Oct 16, 2016

Food contamination can be checked by turning off lights

Purdue University researchers have engineered a new detection method that would enable them to traces E. coli (bacteria) contamination in food by turning off the lights to see if the bacteria glow in the dark.
The bacteriophage called NanoLuc is a virus that only infects bacteria to produce an enzyme that causes E. coli O157:H7 to emit light if infected.
The process can shave off hours traditional testing methods, which can be critical when stopping the distribution of tainted foods.
Researcher Bruce Applegate said, "It's really practical. They (testing labs) don't have to modify anything they're doing. They just have to add the phage during the enrichment step of the testing protocol."
Adding, "We could detect as few as four bacteria in eight hours, and the process is cheaper than tests being used today."
While many strains of E. coli bacteria are harmless, some can cause severe and potentially fatal illnesses.
Ingesting as few as 10 colony-forming units of E. coli can result in serious illness.
Current detection methods cannot find just a few E. coli cells in a sample, so inspectors do an enrichment process, culturing the bacteria to multiply so they can be detected.
With the bacteriophage added to the sample, scientists can add a reagent and detect E. coli before the enrichment process is even finished, within seven to nine hours.
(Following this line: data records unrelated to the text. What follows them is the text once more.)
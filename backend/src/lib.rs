//! Bed Occupancy Core - Rust Engine
//!
//! Deterministic, seed-reproducible day-by-day simulation of hospital bed
//! occupancy: patients wait in a queue, arrive or fail to show up on a
//! weighted draw, occupy beds for a drawn number of days and are released
//! when their stay ends. Days can be advanced, rolled back and reset, and a
//! voice agent can move queued patients forward with their consent.
//!
//! # Architecture
//!
//! - **core**: Simulation clock
//! - **models**: Domain types (Patient, Bed, Queue, HospitalState, series)
//! - **repository**: Queue & bed storage behind the `BedRepository` trait
//! - **orchestrator**: Config, checkpoints and the day-advance engine
//! - **stats**: Statistics aggregator
//! - **agent**: Voice-agent collaborator
//! - **scenario**: Starting hospitals, loaded or generated
//! - **service**: Request boundary with explicit response types
//! - **rng**: Deterministic random number generation
//!
//! # Critical Invariants
//!
//! 1. All randomness is deterministic (seeded RNG, checkpointed per day)
//! 2. A bed holds at most one patient; queue positions are always `1..=len`
//! 3. FFI boundary is minimal and safe

// Module declarations
pub mod agent;
pub mod core;
pub mod models;
pub mod orchestrator;
pub mod repository;
pub mod rng;
pub mod scenario;
pub mod service;
pub mod stats;

// Re-exports for convenience
pub use agent::{AgentError, NegotiationRequest, VoiceAgent};
pub use core::{Direction, SimulationClock};
pub use models::{
    event::{Event, EventLog},
    state::HospitalState,
};
pub use orchestrator::{SimulationConfig, SimulationEngine, SimulationError, Tables};
pub use repository::{BedRepository, InMemoryRepository};
pub use rng::{RngCheckpoint, RngManager};
pub use scenario::{GeneratorConfig, Scenario};
pub use service::SimulationService;
pub use stats::StatisticsBlock;

// FFI module (when feature enabled)
#[cfg(feature = "pyo3")]
pub mod ffi;

// PyO3 exports (when feature enabled)
#[cfg(feature = "pyo3")]
use pyo3::prelude::*;

#[cfg(feature = "pyo3")]
#[pymodule]
fn bed_occupancy_core(m: &Bound<'_, PyModule>) -> PyResult<()> {
    m.add_class::<ffi::simulation::PyHospitalSimulation>()?;
    Ok(())
}
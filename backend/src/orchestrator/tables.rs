//! Tables view returned to callers: beds, queue, today's no-shows and the
//! statistics block.

use serde::{Deserialize, Serialize};

use crate::agent::CallSuggestion;
use crate::models::{BedId, PatientId, QueueEntryId};
use crate::orchestrator::checkpoint::NoShowRecord;
use crate::stats::StatisticsBlock;

/// One bed, occupied or not
///
/// Unoccupied beds have no patient fields and a stay of 0.
#[derive(Debug, Clone, PartialEq, Serialize, Deserialize)]
pub struct BedRow {
    pub bed_id: BedId,
    pub department: Option<String>,
    pub patient_id: Option<PatientId>,
    pub patient_name: Option<String>,
    pub pesel: Option<String>,
    pub sickness: Option<String>,
    pub procedure: Option<String>,
    pub doctor: Option<String>,
    pub days_of_stay: i32,
}

/// One queued patient; the PESEL is masked
#[derive(Debug, Clone, PartialEq, Serialize, Deserialize)]
pub struct QueueRow {
    pub entry_id: QueueEntryId,
    pub position: u32,
    pub patient_id: PatientId,
    pub patient_name: String,
    pub pesel: String,
    pub urgency: Option<String>,
    pub sickness: String,
    pub procedure: Option<String>,
    pub department: Option<String>,
    pub doctor: Option<String>,
    pub requested_admission_day: Option<u32>,
}

#[derive(Debug, Clone, PartialEq, Serialize, Deserialize)]
pub struct Tables {
    pub day: u32,
    pub beds: Vec<BedRow>,
    pub queue: Vec<QueueRow>,
    pub no_shows: Vec<NoShowRecord>,
    pub statistics: StatisticsBlock,
}

/// First queued patient, offered a call while a bed is free
#[derive(Debug, Clone, PartialEq, Eq, Serialize, Deserialize)]
pub struct CallCandidate {
    pub entry_id: QueueEntryId,
    pub position: u32,
    pub patient_id: PatientId,
    pub first_name: String,
    pub last_name: String,
    pub sickness: String,
    pub suggestion: CallSuggestion,
}

/// Result of one voice-agent call
#[derive(Debug, Clone, Copy, PartialEq, Eq, Serialize, Deserialize)]
pub struct CallOutcome {
    pub entry_id: QueueEntryId,
    pub consented: bool,
    pub suggestion: CallSuggestion,
}
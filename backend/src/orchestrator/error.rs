//! Simulation error types

use thiserror::Error;

use crate::agent::AgentError;
use crate::repository::RepositoryError;

/// Errors surfaced by the engine and the service boundary
///
/// - `InvalidInput`: rejected before any state is touched
/// - `NoCapacity`: domain refusal, safe to retry after a day advances
/// - `TransactionFailure`: a materialization pass failed and was rolled back
/// - `ConsistencyViolation`: an engine bug, never caused by user input
#[derive(Debug, Error)]
pub enum SimulationError {
    #[error("{0}")]
    InvalidInput(String),

    #[error("No capacity: {0}")]
    NoCapacity(String),

    #[error("Materialization of day {day} failed: {source}")]
    TransactionFailure {
        day: u32,
        #[source]
        source: Box<SimulationError>,
    },

    #[error("Consistency violation: {0}")]
    ConsistencyViolation(String),

    #[error("Invalid config: {0}")]
    InvalidConfig(String),

    #[error("Serialization error: {0}")]
    SerializationError(String),

    #[error("Voice agent error: {0}")]
    Agent(#[from] AgentError),

    #[error("Repository error: {0}")]
    Repository(#[from] RepositoryError),
}

impl SimulationError {
    /// Whether the same request may succeed later without any fix
    pub fn is_retryable(&self) -> bool {
        matches!(self, SimulationError::NoCapacity(_))
    }

    /// Whether the error points at an engine bug
    pub fn is_fatal(&self) -> bool {
        match self {
            SimulationError::ConsistencyViolation(_) => true,
            SimulationError::TransactionFailure { source, .. } => source.is_fatal(),
            _ => false,
        }
    }

    pub(crate) fn transaction_failure(day: u32, source: SimulationError) -> Self {
        SimulationError::TransactionFailure {
            day,
            source: Box::new(source),
        }
    }
}
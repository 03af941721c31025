//! Voice-agent collaborator
//!
//! The phone conversation itself happens elsewhere. The simulation only
//! builds a [`NegotiationRequest`], hands it to a [`VoiceAgent`] and consumes
//! the yes/no answer.

use serde::{Deserialize, Serialize};
use std::collections::VecDeque;
use thiserror::Error;

use crate::models::QueueEntry;
use crate::rng::RngManager;

#[derive(Debug, Clone, Error, PartialEq, Eq)]
pub enum AgentError {
    #[error("Call failed: {0}")]
    CallFailed(String),

    #[error("No scripted answer left for call {0}")]
    ScriptExhausted(usize),
}

/// What the agent tells the patient
#[derive(Debug, Clone, PartialEq, Eq, Serialize, Deserialize)]
pub struct NegotiationRequest {
    pub patient_name: String,
    pub patient_surname: String,
    pub sickness: String,
    /// Day the patient is currently expected to come in
    pub current_visit_day: u32,
    /// Earlier day offered instead
    pub suggested_appointment_day: u32,
}

/// Black-box consent negotiation
pub trait VoiceAgent {
    /// Returns whether the patient agreed to the suggested day
    fn negotiate(&mut self, request: &NegotiationRequest) -> Result<bool, AgentError>;
}

/// Agent whose patients always agree
#[derive(Debug, Clone, Copy, Default)]
pub struct AlwaysConsent;

impl VoiceAgent for AlwaysConsent {
    fn negotiate(&mut self, _request: &NegotiationRequest) -> Result<bool, AgentError> {
        Ok(true)
    }
}

/// Agent whose patients always refuse
#[derive(Debug, Clone, Copy, Default)]
pub struct NeverConsent;

impl VoiceAgent for NeverConsent {
    fn negotiate(&mut self, _request: &NegotiationRequest) -> Result<bool, AgentError> {
        Ok(false)
    }
}

/// Agent replaying a fixed list of answers, recording every request
#[derive(Debug, Clone, Default)]
pub struct ScriptedAgent {
    answers: VecDeque<bool>,
    requests: Vec<NegotiationRequest>,
}

impl ScriptedAgent {
    pub fn new(answers: impl IntoIterator<Item = bool>) -> Self {
        Self {
            answers: answers.into_iter().collect(),
            requests: Vec::new(),
        }
    }

    /// Requests received so far, in call order
    pub fn requests(&self) -> &[NegotiationRequest] {
        &self.requests
    }

    pub fn remaining(&self) -> usize {
        self.answers.len()
    }
}

impl VoiceAgent for ScriptedAgent {
    fn negotiate(&mut self, request: &NegotiationRequest) -> Result<bool, AgentError> {
        self.requests.push(request.clone());
        self.answers
            .pop_front()
            .ok_or(AgentError::ScriptExhausted(self.requests.len()))
    }
}

/// Days proposed to a queued patient during a call
#[derive(Debug, Clone, Copy, PartialEq, Eq, Serialize, Deserialize)]
pub struct CallSuggestion {
    pub old_day: u32,
    pub new_day: u32,
}

/// Estimate the patient's current visit day and offer today instead
///
/// The estimate is `current_day + position / k` with `k` in `2..=4`, drawn
/// from a stream derived from the seed, day and entry. Repeating the call on
/// the same day gives the same suggestion.
pub fn suggest_call_days(seed: u64, current_day: u32, entry: &QueueEntry) -> CallSuggestion {
    let mut rng = RngManager::derived(seed, &[current_day as u64, entry.id.0 as u64]);
    let k = rng.range_inclusive(2, 4) as u32;
    CallSuggestion {
        old_day: current_day + entry.position / k,
        new_day: current_day,
    }
}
Paper's first author Dandan Zhang, said: "The current detection methods cannot bypass the enrichment process, but our technology can explore the enrichment phase. That can give us a time advantage over other methods."
The process is also unlikely to create a false positive because the bacteriophage cannot produce the light-emitting protein without encountering E. coli, which is the only bacterium NanoLuc is able to infect.
"The phage is just a virus. It cannot carry out metabolism until it infects bacteria, which in this case is E. coli. They won't create these proteins unless they've found their specific host," Applegate said.
Based on the number of bacteriophage added, the amount of time that has passed and the amount of light emitted, the authors can use an equation to determine approximately how much E. coli is present.
Their tests were done in an enrichment broth made with ground beef.
Zhang said future work would focus on detection of E. coli in lettuce, spinach and other produce.
Other bacteriophages could also be developed to detect other pathogenic bacteria, such as Salmonella, in a similar fashion.